■ WHAT IS BEING ASKED
From the data below, return all lines holding the string "TectonicPlates".
══ DATA FOR ANALYSIS ══
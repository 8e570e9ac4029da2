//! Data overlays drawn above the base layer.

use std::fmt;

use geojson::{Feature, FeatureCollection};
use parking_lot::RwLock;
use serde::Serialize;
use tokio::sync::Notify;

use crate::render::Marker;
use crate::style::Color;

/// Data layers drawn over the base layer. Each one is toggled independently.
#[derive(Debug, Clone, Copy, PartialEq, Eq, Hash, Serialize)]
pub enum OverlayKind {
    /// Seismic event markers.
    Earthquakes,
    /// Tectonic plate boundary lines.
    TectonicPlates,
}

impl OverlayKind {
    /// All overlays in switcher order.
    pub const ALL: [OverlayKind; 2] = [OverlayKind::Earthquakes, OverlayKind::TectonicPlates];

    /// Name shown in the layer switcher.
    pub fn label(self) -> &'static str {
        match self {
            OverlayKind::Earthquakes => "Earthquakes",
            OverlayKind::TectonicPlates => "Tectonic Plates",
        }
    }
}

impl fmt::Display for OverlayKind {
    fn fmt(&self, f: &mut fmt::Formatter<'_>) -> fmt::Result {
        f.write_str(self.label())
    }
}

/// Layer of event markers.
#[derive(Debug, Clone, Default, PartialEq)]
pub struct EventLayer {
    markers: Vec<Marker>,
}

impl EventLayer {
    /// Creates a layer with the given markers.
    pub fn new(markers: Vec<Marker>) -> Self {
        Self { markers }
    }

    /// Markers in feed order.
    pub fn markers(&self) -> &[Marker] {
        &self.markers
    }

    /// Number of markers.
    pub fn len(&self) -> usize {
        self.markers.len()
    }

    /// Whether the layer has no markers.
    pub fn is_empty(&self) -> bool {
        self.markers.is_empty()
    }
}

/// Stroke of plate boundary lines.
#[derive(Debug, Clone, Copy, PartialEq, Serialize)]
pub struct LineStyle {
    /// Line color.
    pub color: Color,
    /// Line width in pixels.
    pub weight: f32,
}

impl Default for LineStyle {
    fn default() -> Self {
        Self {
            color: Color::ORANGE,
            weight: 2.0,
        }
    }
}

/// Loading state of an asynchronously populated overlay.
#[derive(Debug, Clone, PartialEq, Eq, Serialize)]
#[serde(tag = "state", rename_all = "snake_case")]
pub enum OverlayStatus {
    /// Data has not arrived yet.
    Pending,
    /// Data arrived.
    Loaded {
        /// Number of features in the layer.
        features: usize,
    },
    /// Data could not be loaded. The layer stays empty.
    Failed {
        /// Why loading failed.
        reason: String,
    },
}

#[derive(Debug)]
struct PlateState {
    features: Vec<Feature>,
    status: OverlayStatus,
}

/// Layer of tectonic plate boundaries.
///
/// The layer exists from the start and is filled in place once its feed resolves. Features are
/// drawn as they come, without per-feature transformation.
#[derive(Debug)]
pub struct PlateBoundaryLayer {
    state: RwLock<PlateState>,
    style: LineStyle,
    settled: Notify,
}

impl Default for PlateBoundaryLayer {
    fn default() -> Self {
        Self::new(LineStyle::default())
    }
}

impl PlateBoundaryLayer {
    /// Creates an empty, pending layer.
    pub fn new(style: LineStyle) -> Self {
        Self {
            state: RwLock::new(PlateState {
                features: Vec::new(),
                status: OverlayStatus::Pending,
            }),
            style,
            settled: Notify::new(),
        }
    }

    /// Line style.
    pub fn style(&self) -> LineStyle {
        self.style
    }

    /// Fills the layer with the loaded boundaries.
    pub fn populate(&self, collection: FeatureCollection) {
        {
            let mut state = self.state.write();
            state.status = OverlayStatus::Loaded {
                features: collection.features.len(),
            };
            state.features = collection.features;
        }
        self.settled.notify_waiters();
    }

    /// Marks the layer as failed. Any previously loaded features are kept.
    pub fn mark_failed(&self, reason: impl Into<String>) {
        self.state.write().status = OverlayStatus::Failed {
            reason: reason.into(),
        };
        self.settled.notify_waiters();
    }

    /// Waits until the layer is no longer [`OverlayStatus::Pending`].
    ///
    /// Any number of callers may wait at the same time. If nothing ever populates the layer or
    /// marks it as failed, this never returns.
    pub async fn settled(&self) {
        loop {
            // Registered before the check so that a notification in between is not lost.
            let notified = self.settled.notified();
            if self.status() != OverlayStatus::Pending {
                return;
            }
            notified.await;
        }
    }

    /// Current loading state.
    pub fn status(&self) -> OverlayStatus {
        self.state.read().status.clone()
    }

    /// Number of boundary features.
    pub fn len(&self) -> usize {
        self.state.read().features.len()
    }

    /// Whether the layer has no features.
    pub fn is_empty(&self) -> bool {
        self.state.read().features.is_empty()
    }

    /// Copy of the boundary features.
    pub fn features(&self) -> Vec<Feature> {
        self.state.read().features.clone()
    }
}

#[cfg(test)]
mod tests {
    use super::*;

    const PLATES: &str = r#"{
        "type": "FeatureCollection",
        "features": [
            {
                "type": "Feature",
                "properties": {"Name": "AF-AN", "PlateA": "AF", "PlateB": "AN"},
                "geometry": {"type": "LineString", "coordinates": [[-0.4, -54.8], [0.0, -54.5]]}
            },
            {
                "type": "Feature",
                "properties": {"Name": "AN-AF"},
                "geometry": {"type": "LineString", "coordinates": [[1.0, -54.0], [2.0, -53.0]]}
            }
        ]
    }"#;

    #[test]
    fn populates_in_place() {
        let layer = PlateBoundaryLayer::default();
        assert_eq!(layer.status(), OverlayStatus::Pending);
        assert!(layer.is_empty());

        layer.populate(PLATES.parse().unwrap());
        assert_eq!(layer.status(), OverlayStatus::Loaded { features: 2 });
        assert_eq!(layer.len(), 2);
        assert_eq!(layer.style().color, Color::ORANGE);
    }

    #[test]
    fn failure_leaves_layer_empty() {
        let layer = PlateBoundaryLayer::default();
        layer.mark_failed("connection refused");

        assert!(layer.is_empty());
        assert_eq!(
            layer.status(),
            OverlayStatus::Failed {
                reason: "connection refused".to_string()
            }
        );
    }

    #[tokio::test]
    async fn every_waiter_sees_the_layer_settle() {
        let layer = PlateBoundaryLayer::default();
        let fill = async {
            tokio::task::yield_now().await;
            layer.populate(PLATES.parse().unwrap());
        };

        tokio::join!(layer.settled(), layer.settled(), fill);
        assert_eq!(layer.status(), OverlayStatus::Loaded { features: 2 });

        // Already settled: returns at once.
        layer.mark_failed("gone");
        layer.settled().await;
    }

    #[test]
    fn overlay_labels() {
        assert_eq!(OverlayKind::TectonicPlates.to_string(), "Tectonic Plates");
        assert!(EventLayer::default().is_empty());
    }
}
═══
■ FINAL ANSWER
    TectonicPlates,
    pub const ALL: [OverlayKind; 2] = [OverlayKind::Earthquakes, OverlayKind::TectonicPlates];
            OverlayKind::TectonicPlates => "Tectonic Plates",
        assert_eq!(OverlayKind::TectonicPlates.to_string(), "Tectonic Plates");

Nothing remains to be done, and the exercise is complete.